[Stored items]

Content starts

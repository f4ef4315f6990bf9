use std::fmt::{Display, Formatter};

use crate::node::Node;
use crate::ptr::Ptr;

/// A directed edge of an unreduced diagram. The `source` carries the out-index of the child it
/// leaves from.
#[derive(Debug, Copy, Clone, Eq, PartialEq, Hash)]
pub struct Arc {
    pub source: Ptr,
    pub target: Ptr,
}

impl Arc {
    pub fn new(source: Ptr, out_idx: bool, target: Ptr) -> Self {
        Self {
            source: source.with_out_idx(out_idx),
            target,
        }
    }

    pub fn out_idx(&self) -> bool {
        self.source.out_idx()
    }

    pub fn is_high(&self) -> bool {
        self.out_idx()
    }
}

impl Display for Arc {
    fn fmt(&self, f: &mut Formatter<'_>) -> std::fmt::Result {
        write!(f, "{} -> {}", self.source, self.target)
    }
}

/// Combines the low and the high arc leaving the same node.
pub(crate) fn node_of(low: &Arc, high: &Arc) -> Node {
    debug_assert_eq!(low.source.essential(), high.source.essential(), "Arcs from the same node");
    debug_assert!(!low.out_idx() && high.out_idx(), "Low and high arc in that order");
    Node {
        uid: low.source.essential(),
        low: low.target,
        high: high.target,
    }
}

Content ends

**WHAT THE EXERCISE ASKS**
The lines from the one holding "the same node." to the last line of the entries, both included: retype them exactly and give nothing else.

**TASK OUTPUT**
/// Combines the low and the high arc leaving the same node.
pub(crate) fn node_of(low: &Arc, high: &Arc) -> Node {
    debug_assert_eq!(low.source.essential(), high.source.essential(), "Arcs from the same node");
    debug_assert!(!low.out_idx() && high.out_idx(), "Low and high arc in that order");
    Node {
        uid: low.source.essential(),
        low: low.target,
        high: high.target,
    }
}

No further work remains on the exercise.